Certes, le propos du chorégraphe, exprimé à l'occasion des premières représentations, pose que « Takemehome se porte au chevet d'une humanité en voie de disparition via neuf corps vaillants, toujours en mouvement » et évoque la ville post-moderne, Los Angeles en l'occurrence… La note d'intention précise qu'il s'agit de témoigner pour « les oubliés des grandes métropoles : les prisonniers, les anciens, les fantômes improductifs, les négligés, les indécis ». Objectivement, le spectateur peut éprouver quelques difficultés à identifier dans cette production au casting de stars – c'est d'ailleurs celui-ci qui fait l'essentiel de l'attrait médiatique de l'œuvre – les fameux « négligés », pas plus que de percevoir une quelconque indécision. Il y a là une posture à vouloir poser cette succession de morceaux de bravoure portés par des virtuoses, manifestement conscients d'eux-mêmes et de leurs compétences, comme un propos sur la ville comme lieu de l'éclatement et de la non-rencontre des monades agitées par la solitude – si l'on veut se la jouer conceptuel et aussi fumeux que l'arnaquo-syndicalisme de la présentation… Le tout est aussi indécent que de prétendre voir dans le porno-chic d'une certaine mode, un manifeste féministe émancipant les femmes opprimées.

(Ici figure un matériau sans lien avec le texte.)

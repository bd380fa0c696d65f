use axum::{
    http::StatusCode,
    response::{IntoResponse, Response},
    Json,
};
use serde_json::json;
use thiserror::Error;

/// Application-level error type.
/// Implements `IntoResponse` so Axum handlers can return `Result<T, AppError>`.
///
/// Every failure that crosses the HTTP boundary is one of these named
/// outcomes — no raw backend errors or stack traces leak to clients.
#[derive(Debug, Error)]
pub enum AppError {
    #[error("Validation error: {0}")]
    Validation(String),

    /// Legitimate empty-result outcome — the analysis ran but found nothing
    /// relevant. Distinct from `AnalysisFailed` so the UI can say "no matches"
    /// rather than "something went wrong".
    #[error("No strong matches found")]
    NoStrongMatch,

    /// The inference backend failed (timeout, refusal, or malformed output).
    /// The underlying cause is logged where it occurs, never returned here.
    #[error("Analysis failed")]
    AnalysisFailed,

    #[error("Database error: {0}")]
    Database(#[from] sqlx::Error),

    #[error("Internal server error: {0}")]
    Internal(#[from] anyhow::Error),
}

impl IntoResponse for AppError {
    fn into_response(self) -> Response {
        let (status, code, message) = match &self {
            AppError::Validation(msg) => (StatusCode::BAD_REQUEST, "VALIDATION_ERROR", msg.clone()),
            AppError::NoStrongMatch => (
                StatusCode::UNPROCESSABLE_ENTITY,
                "NO_STRONG_MATCH",
                "The analysis could not find strong matches for this job description. Try another one."
                    .to_string(),
            ),
            AppError::AnalysisFailed => (
                StatusCode::INTERNAL_SERVER_ERROR,
                "ANALYSIS_FAILED",
                "Failed to analyze the job description due to a server error. Please try again later."
                    .to_string(),
            ),
            AppError::Database(e) => {
                tracing::error!("Database error: {e}");
                (
                    StatusCode::INTERNAL_SERVER_ERROR,
                    "DATABASE_ERROR",
                    "A database error occurred".to_string(),
                )
            }
            AppError::Internal(e) => {
                tracing::error!("Internal error: {e:?}");
                (
                    StatusCode::INTERNAL_SERVER_ERROR,
                    "INTERNAL_ERROR",
                    "An internal server error occurred".to_string(),
                )
            }
        };

        let body = Json(json!({
            "error": {
                "code": code,
                "message": message
            }
        }));

        (status, body).into_response()
    }
}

Évidemment, l'agitation consumériste ou post-moderne peut être un propos chorégraphique : que l'on se souvienne du Sacre du printemps de Daniel Léveillé (créé en 1982 trois femmes, dont Louise Lecavalier et Ginette Laurin, excusez du peu, et un homme, et repris en 2007) qui partait de la frénésie d'un grand magasin la veille de Noël. La non-rencontre post-moderne fait aussi sujet : Concerto (1993) de Lucinda Child l'exprime assez fortement. Mais dans ces deux cas, l'œuvre en elle-même tient le propos au delà des intentions, voire quand elle laisse le spectateur faire le travail de réception, elle lui épargne les vastes déclarations « dans l'air du temps ».

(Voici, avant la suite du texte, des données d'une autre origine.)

//! Alignment report — the output contract of the pipeline.
//!
//! Field names and the category enum are the wire contract with the
//! inference backend: the backend is instructed to populate exactly these
//! names, and typed deserialization rejects anything else. The backend's
//! output is untrusted input until it parses into these types.

use serde::{Deserialize, Serialize};

/// The closed set of skill categories. An unknown category in backend output
/// fails deserialization rather than passing through.
#[derive(Debug, Clone, Copy, PartialEq, Eq, Serialize, Deserialize)]
#[serde(rename_all = "lowercase")]
pub enum SkillCategory {
    Technical,
    Tools,
    Soft,
}

/// A profile skill the backend judged relevant to the job description.
///
/// Expected invariant (held by construction of the backend instructions, not
/// re-validated here): `skill` appears in the profile list named by
/// `category`.
#[derive(Debug, Clone, PartialEq, Serialize, Deserialize)]
#[serde(rename_all = "camelCase")]
pub struct MatchedSkill {
    pub category: SkillCategory,
    pub skill: String,
    #[serde(default, skip_serializing_if = "Option::is_none")]
    pub relevance_explanation: Option<String>,
}

/// A profile project the backend judged relevant. `project_title` is expected
/// to match a project title from the profile used to build the prompt.
#[derive(Debug, Clone, PartialEq, Serialize, Deserialize)]
#[serde(rename_all = "camelCase")]
pub struct MatchedProject {
    pub project_title: String,
    pub relevance_explanation: String,
    #[serde(default, skip_serializing_if = "Option::is_none")]
    pub project_link: Option<String>,
}

#[derive(Debug, Clone, PartialEq, Serialize, Deserialize)]
#[serde(rename_all = "camelCase")]
pub struct AlignmentReport {
    pub matched_skills: Vec<MatchedSkill>,
    pub matched_projects: Vec<MatchedProject>,
}

impl AlignmentReport {
    /// True when the backend found nothing relevant in either list — a
    /// reportable outcome, not a failure.
    pub fn is_empty(&self) -> bool {
        self.matched_skills.is_empty() && self.matched_projects.is_empty()
    }
}

#[cfg(test)]
mod tests {
    use super::*;

    #[test]
    fn test_report_deserializes_from_backend_shape() {
        let json = r#"{
            "matchedSkills": [
                {"category": "technical", "skill": "Python", "relevanceExplanation": "Listed in requirements"},
                {"category": "soft", "skill": "Clear Communication"}
            ],
            "matchedProjects": [
                {
                    "projectTitle": "Local AI Agent Pipeline",
                    "relevanceExplanation": "Demonstrates API integration",
                    "projectLink": "https://example.com/repo"
                }
            ]
        }"#;

        let report: AlignmentReport = serde_json::from_str(json).unwrap();
        assert_eq!(report.matched_skills.len(), 2);
        assert_eq!(report.matched_skills[0].category, SkillCategory::Technical);
        assert!(report.matched_skills[1].relevance_explanation.is_none());
        assert_eq!(
            report.matched_projects[0].project_title,
            "Local AI Agent Pipeline"
        );
        assert!(!report.is_empty());
    }

    #[test]
    fn test_unknown_category_fails_deserialization() {
        let json = r#"{"category": "hobbies", "skill": "Juggling"}"#;
        let result: Result<MatchedSkill, _> = serde_json::from_str(json);
        assert!(result.is_err(), "categories outside the enum must be rejected");
    }

    #[test]
    fn test_category_serializes_lowercase() {
        assert_eq!(
            serde_json::to_string(&SkillCategory::Technical).unwrap(),
            "\"technical\""
        );
        assert_eq!(
            serde_json::to_string(&SkillCategory::Tools).unwrap(),
            "\"tools\""
        );
        assert_eq!(
            serde_json::to_string(&SkillCategory::Soft).unwrap(),
            "\"soft\""
        );
    }

    #[test]
    fn test_empty_report_is_empty() {
        let report = AlignmentReport {
            matched_skills: vec![],
            matched_projects: vec![],
        };
        assert!(report.is_empty());
    }

    #[test]
    fn test_missing_required_explanation_on_project_fails() {
        let json = r#"{"projectTitle": "Thing"}"#;
        let result: Result<MatchedProject, _> = serde_json::from_str(json);
        assert!(result.is_err());
    }
}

Ainsi, paraît-il que pour Takemehome, la musicienne Kim Gordon a composé une partition pour cinq guitares, en partie sur bande, l’autre jouée live par les danseurs. Pour la bande, c'est possible. Il y a une musique plutôt pas désagréablement faite mais qui ne bouleverse pas les canons du genre ; pour le live, c'est au mieux une honteuse exagération. Il ne suffit pas de demander à cinq personnes de monter chacune sur un ampli pour plaquer des accords tout pareillement et à l'unisson pour affirmer avoir composé quelque chose. Une expérience bruitique pas très novatrice tout au plus… (le concert des cent guitares dirigées par le compositeur américain Rhys Chatham en 1989 avait autrement de souffle).
Galerie photo : Laurent Philippe
L'exemple résume le grief principal que l'on peut adresser à Takemehome : se payer de mots en jouant sur la médiatisation des personnalités et se borner à cela. Que Marion Barbeau soit de l'aventure, qu'un ancien danseur académique français devenu chorégraphe (Dimitri Chamblas est, quoi qu'il en soit partout écrit, beaucoup plus élève du Conservatoire national de Lyon que de l'Opéra de Paris, mais cela fait moins chic, sans doute) rencontre une figure du rock américain, que des performeurs californiens participent à l'aventure, est anecdotique. En revanche que le sommet de la construction de la pièce se résume à quatre duos simultanés que chaque couple de protagonistes pratique dans un unisson plus ou moins rigoureux pendant que la neuvième protagoniste se livre à un solo sans lien avec le reste, pose une question : pourquoi tout ce bruit pour si peu ?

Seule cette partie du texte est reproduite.